Armed with a wild imagination, a caustic tongue, and intense fervor, Wittman Ah Sing, the artist-protagonist of Tripmaster Monkey, is on a mission of self-definition and is out to subvert the dominant society's attempts to stereotype him and his ethnic community. It is not, however, an easy task, and he is constantly in conflict with the dominant society that spurs in him feelings of anger and frustration, alienation and despair. Not just a typical alienated artist, Wittman is a person who has never had a viable sense of self since he has lived in the margins all his life. Suffering from social and psychological isolation, he even "entertain[s]" the idea of suicide, though in the next instant dismisses it as only a fantasy, saying it was just "the run of his mind. He was not making plans to do himself in" (3).(4) Having acquired a liberal arts education from Berkeley which taught him to "keep asking what's really going on" (45), Wittman finds it hard to adjust to the real world. Acutely aware of his outsider status, Wittman, "the fool for books," lets his abundant imagination fictionalize the world around him, risking alienation from felt experience. The narrator in Tripmaster Monkey admonishes him, saying he "ought to swear off reading for a while, and find his own life" (168).

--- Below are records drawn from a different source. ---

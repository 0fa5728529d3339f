//! Reconnect backoff
//!
//! Delay for attempt `n` (zero based) is `base * 2^n`, capped at `max`.
//! There is no attempt limit; only an explicit disconnect stops retrying.

use std::time::Duration;

use crate::config::ConnectionSettings;

#[derive(Debug, Clone, Copy, PartialEq, Eq)]
pub struct Backoff {
    pub base: Duration,
    pub max: Duration,
}

impl Backoff {
    pub const DEFAULT_BASE: Duration = Duration::from_secs(1);
    pub const DEFAULT_MAX: Duration = Duration::from_secs(30);

    pub fn new(base: Duration, max: Duration) -> Self {
        Self { base, max }
    }

    pub fn delay(&self, attempt: u32) -> Duration {
        2u32.checked_pow(attempt)
            .and_then(|factor| self.base.checked_mul(factor))
            .map_or(self.max, |delay| delay.min(self.max))
    }
}

impl Default for Backoff {
    fn default() -> Self {
        Self::new(Self::DEFAULT_BASE, Self::DEFAULT_MAX)
    }
}

impl From<&ConnectionSettings> for Backoff {
    fn from(settings: &ConnectionSettings) -> Self {
        Self::new(
            Duration::from_millis(settings.base_delay_ms),
            Duration::from_millis(settings.max_delay_ms),
        )
    }
}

The luxury of consciously moving from the center to the margins and detachedly observing life from there while fulfilling his artistic potential is simply not available to Wittman. Already in the margins, pushed there by the dominant society because of his race and ethnicity, he would only isolate himself further by not participating in life. While a postmodern "self-conscious outsider" like Ambrose Mensch in John Barth's Lost in the Funhouse may realize the risk of a "non-being, non-identity" in such a subject position (Malmgren 9), for an artist of color like Wittman, it is a condition he has been forced to live with all his life because of his racial identity and not because of his artistic sensibility. Systematically excluded and marginalized, he knows what it means to be an outsider and a "non-being, non-identity" in a society that refuses to accept him as a legitimate member. Wittman cannot be the "artist, like the God of creation, [who] remains within or behind or above his handiwork, invisible, refined out of existence, indifferent, paring his fingernails" (Joyce 217). As Abdul JanMohamed and David Lloyd say, "the nonidentity of minorities remains the sign of material damage to which the only coherent response is struggle, not ironic distance" (16). Thus, it is crucial for Wittman not to remain aloof or distance himself from society if he is to assert his identity as an American and an artist, if he is to remove the shroud of invisibility with which the dominant society has covered him.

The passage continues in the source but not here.